What you are asked to do
In the listing below, find every line containing "AnimationType" and copy it out.

Study material
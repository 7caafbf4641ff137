//! Runtime thresholds for gesture classification and swipe channels.

use chatpose_animation::{AnimationType, SpringSpec};
use web_time::Duration;

use crate::error::{ensure_non_negative, ensure_positive, ConfigError};
use crate::gesture_constants::{
    DATE_LABEL_MARGIN, DATE_LABEL_MIN_WIDTH, DATE_REVEAL_MAX_DRAG, LONG_PRESS_TIMEOUT_MILLIS,
    REPLY_MAX_RATIO, REPLY_THRESHOLD, SWIPE_DETECTION_DISTANCE, SWIPE_DIRECTION_RATIO,
};

/// Thresholds for turning a press into a swipe, a scroll or a long press.
#[derive(Debug, Clone, Copy, PartialEq)]
pub struct GestureConfig {
    pub detection_distance: f32,
    pub direction_ratio: f32,
    pub long_press_timeout: Duration,
}

impl Default for GestureConfig {
    fn default() -> Self {
        Self {
            detection_distance: SWIPE_DETECTION_DISTANCE,
            direction_ratio: SWIPE_DIRECTION_RATIO,
            long_press_timeout: Duration::from_millis(LONG_PRESS_TIMEOUT_MILLIS),
        }
    }
}

impl GestureConfig {
    pub fn with_detection_distance(mut self, distance: f32) -> Self {
        self.detection_distance = distance;
        self
    }

    pub fn with_direction_ratio(mut self, ratio: f32) -> Self {
        self.direction_ratio = ratio;
        self
    }

    pub fn with_long_press_timeout(mut self, timeout: Duration) -> Self {
        self.long_press_timeout = timeout;
        self
    }

    pub fn long_press_timeout_nanos(&self) -> u64 {
        self.long_press_timeout.as_nanos().min(u64::MAX as u128) as u64
    }

    pub fn validate(&self) -> Result<(), ConfigError> {
        ensure_positive("detection_distance", self.detection_distance)?;
        if !(self.direction_ratio > 1.0) {
            return Err(ConfigError::DirectionRatioTooSmall {
                ratio: self.direction_ratio,
            });
        }
        ensure_positive(
            "long_press_timeout",
            self.long_press_timeout.as_secs_f32(),
        )
    }
}

#[derive(Debug, Clone, Copy, PartialEq)]
pub struct ReplyConfig {
    pub threshold: f32,
    /// Maximum drag as a multiple of `threshold`.
    pub max_ratio: f32,
    pub settle: AnimationType,
}

impl Default for ReplyConfig {
    fn default() -> Self {
        Self {
            threshold: REPLY_THRESHOLD,
            max_ratio: REPLY_MAX_RATIO,
            settle: AnimationType::Spring(SpringSpec::gentle_overshoot()),
        }
    }
}

impl ReplyConfig {
    pub fn with_threshold(mut self, threshold: f32) -> Self {
        self.threshold = threshold;
        self
    }

    pub fn max_drag(&self) -> f32 {
        self.threshold * self.max_ratio
    }

    pub fn validate(&self) -> Result<(), ConfigError> {
        ensure_positive("reply.threshold", self.threshold)?;
        if !(self.max_ratio >= 1.0) {
            return Err(ConfigError::RatioBelowOne {
                field: "reply.max_ratio",
                value: self.max_ratio,
            });
        }
        Ok(())
    }
}

#[derive(Debug, Clone, Copy, PartialEq)]
pub struct DateRevealConfig {
    pub max_drag: f32,
    pub label_min_width: f32,
    pub label_margin: f32,
    pub settle: AnimationType,
}

impl Default for DateRevealConfig {
    fn default() -> Self {
        Self {
            max_drag: DATE_REVEAL_MAX_DRAG,
            label_min_width: DATE_LABEL_MIN_WIDTH,
            label_margin: DATE_LABEL_MARGIN,
            settle: AnimationType::Spring(
                SpringSpec::default_spring().with_thresholds(0.05, 0.001),
            ),
        }
    }
}

impl DateRevealConfig {
    pub fn with_max_drag(mut self, max_drag: f32) -> Self {
        self.max_drag = max_drag;
        self
    }

    /// Horizontal room a revealed label needs beside the bubble.
    pub fn required_space(&self) -> f32 {
        self.label_min_width + self.label_margin
    }

    pub fn validate(&self) -> Result<(), ConfigError> {
        ensure_positive("date_reveal.max_drag", self.max_drag)?;
        ensure_non_negative("date_reveal.label_min_width", self.label_min_width)?;
        ensure_non_negative("date_reveal.label_margin", self.label_margin)
    }
}

/// Everything a row needs to run its swipe channels.
#[derive(Debug, Clone, Copy, PartialEq, Default)]
pub struct SwipeConfig {
    pub gesture: GestureConfig,
    pub reply: ReplyConfig,
    pub date_reveal: DateRevealConfig,
}

impl SwipeConfig {
    pub fn validate(&self) -> Result<(), ConfigError> {
        self.gesture.validate()?;
        self.reply.validate()?;
        self.date_reveal.validate()
    }
}

#[cfg(test)]
mod tests {
    use super::*;

    #[test]
    fn defaults_validate() {
        assert_eq!(SwipeConfig::default().validate(), Ok(()));
        assert_eq!(ReplyConfig::default().max_drag(), 72.0);
    }

    #[test]
    fn direction_ratio_must_bias_towards_scroll() {
        let config = GestureConfig::default().with_direction_ratio(1.0);
        assert_eq!(
            config.validate(),
            Err(ConfigError::DirectionRatioTooSmall { ratio: 1.0 })
        );
    }

    #[test]
    fn non_positive_threshold_is_rejected() {
        let config = ReplyConfig::default().with_threshold(0.0);
        assert!(matches!(
            config.validate(),
            Err(ConfigError::NonPositive {
                field: "reply.threshold",
                ..
            })
        ));
    }

    #[test]
    fn nan_detection_distance_is_rejected() {
        let config = GestureConfig::default().with_detection_distance(f32::NAN);
        assert!(config.validate().is_err());
    }
}
//! Swipe-to-reply channel.

use chatpose_animation::{AnimatedFloat, TrackStatus};
use chatpose_ui_graphics::coerce_in;

use super::{SwipeChannel, SwipeEffect, SwipeEffects};
use crate::config::ReplyConfig;
use crate::gestures::SwipeKind;
use crate::message::{MessageAlignment, MessageId};

/// Horizontal reply offset of one row.
///
/// The value lives in `[0, max]` for incoming messages and `[-max, 0]` for
/// outgoing ones, `max` being `threshold * max_ratio`. Crossing the threshold
/// outward arms the commit; crossing back disarms it, so one press can arm
/// and disarm any number of times. Releasing while armed commits exactly once.
#[derive(Clone, Debug)]
pub struct ReplyChannel {
    message_id: MessageId,
    alignment: MessageAlignment,
    config: ReplyConfig,
    value: AnimatedFloat,
    has_crossed_threshold: bool,
    dragging: bool,
}

impl ReplyChannel {
    pub fn new(message_id: MessageId, alignment: MessageAlignment, config: ReplyConfig) -> Self {
        Self {
            message_id,
            alignment,
            config,
            value: AnimatedFloat::new(0.0),
            has_crossed_threshold: false,
            dragging: false,
        }
    }

    /// Identity captured when the channel was bound; the one a commit reports.
    pub fn message_id(&self) -> MessageId {
        self.message_id
    }

    pub fn threshold(&self) -> f32 {
        self.config.threshold
    }

    pub fn range(&self) -> (f32, f32) {
        let max = self.config.max_drag();
        match self.alignment {
            MessageAlignment::Incoming => (0.0, max),
            MessageAlignment::Outgoing => (-max, 0.0),
        }
    }

    pub fn value(&self) -> f32 {
        let (min, max) = self.range();
        coerce_in(self.value.value(), min, max)
    }

    /// `|value| / threshold`, clamped to `[0, 1]`.
    pub fn reveal_progress(&self) -> f32 {
        (self.value().abs() / self.config.threshold).clamp(0.0, 1.0)
    }

    pub fn is_fully_exposed(&self) -> bool {
        self.value().abs() >= self.config.threshold
    }

    /// The host shows the reply affordance whenever the row is displaced.
    pub fn shows_indicator(&self) -> bool {
        self.value() != 0.0
    }

    pub fn has_crossed_threshold(&self) -> bool {
        self.has_crossed_threshold
    }

    fn settle_to_rest(&mut self) {
        if self.value() == 0.0 {
            self.value.snap_to(0.0);
        } else {
            self.value.animate_to(0.0, self.config.settle);
        }
    }
}

impl SwipeChannel for ReplyChannel {
    fn kind(&self) -> SwipeKind {
        SwipeKind::Reply
    }

    fn current(&self) -> f32 {
        self.value()
    }

    fn begin_drag(&mut self) {
        if self.value.stop() {
            log::trace!("reply settle on {} interrupted by new press", self.message_id);
        }
        let current = self.value();
        self.value.snap_to(current);
        self.dragging = true;
    }

    fn drag(&mut self, delta_x: f32) -> SwipeEffects {
        let mut effects = SwipeEffects::new();
        if !self.dragging {
            self.begin_drag();
        }
        let (min, max) = self.range();
        let next = coerce_in(self.value() + delta_x, min, max);
        self.value.snap_to(next);

        let crossed = next.abs() >= self.config.threshold;
        if crossed && !self.has_crossed_threshold {
            self.has_crossed_threshold = true;
            log::debug!("reply on {} armed at {:.1}", self.message_id, next);
            effects.push(SwipeEffect::CommitEligible {
                message_id: self.message_id,
            });
        } else if !crossed && self.has_crossed_threshold {
            self.has_crossed_threshold = false;
            log::debug!("reply on {} disarmed at {:.1}", self.message_id, next);
        }
        effects
    }

    fn release(&mut self) -> SwipeEffects {
        let mut effects = SwipeEffects::new();
        self.dragging = false;
        if self.has_crossed_threshold {
            self.has_crossed_threshold = false;
            log::debug!("reply committed on {}", self.message_id);
            effects.push(SwipeEffect::ReplyCommitted {
                message_id: self.message_id,
            });
        }
        self.settle_to_rest();
        effects
    }

    fn cancel(&mut self) -> SwipeEffects {
        self.dragging = false;
        self.has_crossed_threshold = false;
        self.settle_to_rest();
        SwipeEffects::new()
    }

    fn advance(&mut self, frame_time_nanos: u64) -> SwipeEffects {
        let mut effects = SwipeEffects::new();
        if self.value.advance(frame_time_nanos) == TrackStatus::Finished {
            effects.push(SwipeEffect::Settled {
                message_id: self.message_id,
                kind: SwipeKind::Reply,
            });
        }
        effects
    }

    fn is_dragging(&self) -> bool {
        self.dragging
    }

    fn is_animating(&self) -> bool {
        self.value.is_running()
    }

    fn reset(&mut self) {
        self.value.snap_to(0.0);
        self.has_crossed_threshold = false;
        self.dragging = false;
    }
}
//! Assertion helpers for interaction tests.

use chatpose_ui_graphics::Rect;

/// Assert that a value is within `tolerance` of `expected`.
pub fn assert_approx_eq(actual: f32, expected: f32, tolerance: f32, msg: &str) {
    let diff = (actual - expected).abs();
    assert!(
        diff <= tolerance,
        "{}: expected {} (±{}), got {} (diff: {})",
        msg,
        expected,
        tolerance,
        actual,
        diff
    );
}

/// Assert that a rectangle is approximately equal to another.
pub fn assert_rect_approx_eq(actual: Rect, expected: Rect, tolerance: f32, msg: &str) {
    assert_approx_eq(actual.x, expected.x, tolerance, &format!("{} - x", msg));
    assert_approx_eq(actual.y, expected.y, tolerance, &format!("{} - y", msg));
    assert_approx_eq(
        actual.width,
        expected.width,
        tolerance,
        &format!("{} - width", msg),
    );
    assert_approx_eq(
        actual.height,
        expected.height,
        tolerance,
        &format!("{} - height", msg),
    );
}

/// Assert that `inner` lies inside `outer`.
pub fn assert_rect_within(inner: Rect, outer: Rect, msg: &str) {
    assert!(
        outer.contains_rect(&inner, 0.01),
        "{}: {:?} escapes {:?}",
        msg,
        inner,
        outer
    );
}

/// Assert how many items match `predicate`.
pub fn assert_count_matching<T: std::fmt::Debug>(
    items: &[T],
    expected: usize,
    predicate: impl Fn(&T) -> bool,
    msg: &str,
) {
    let actual = items.iter().filter(|item| predicate(item)).count();
    assert_eq!(
        actual, expected,
        "{}: expected {} matching items, found {} in {:?}",
        msg, expected, actual, items
    );
}

#[cfg(test)]
mod tests {
    use super::*;

    #[test]
    fn approx_eq_accepts_values_within_tolerance() {
        assert_approx_eq(10.05, 10.0, 0.1, "close");
    }

    #[test]
    #[should_panic(expected = "far")]
    fn approx_eq_rejects_values_outside_tolerance() {
        assert_approx_eq(11.0, 10.0, 0.1, "far");
    }

    #[test]
    fn rect_within_checks_every_edge() {
        assert_rect_within(
            Rect::new(10.0, 10.0, 20.0, 20.0),
            Rect::new(0.0, 0.0, 100.0, 100.0),
            "inside",
        );
    }

    #[test]
    fn count_matching_filters() {
        assert_count_matching(&[1, 2, 3, 4], 2, |n| n % 2 == 0, "evens");
    }
}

Written answer
use chatpose_animation::{AnimationType, SpringSpec};
    pub settle: AnimationType,
            settle: AnimationType::Spring(SpringSpec::gentle_overshoot()),
    pub settle: AnimationType,
            settle: AnimationType::Spring(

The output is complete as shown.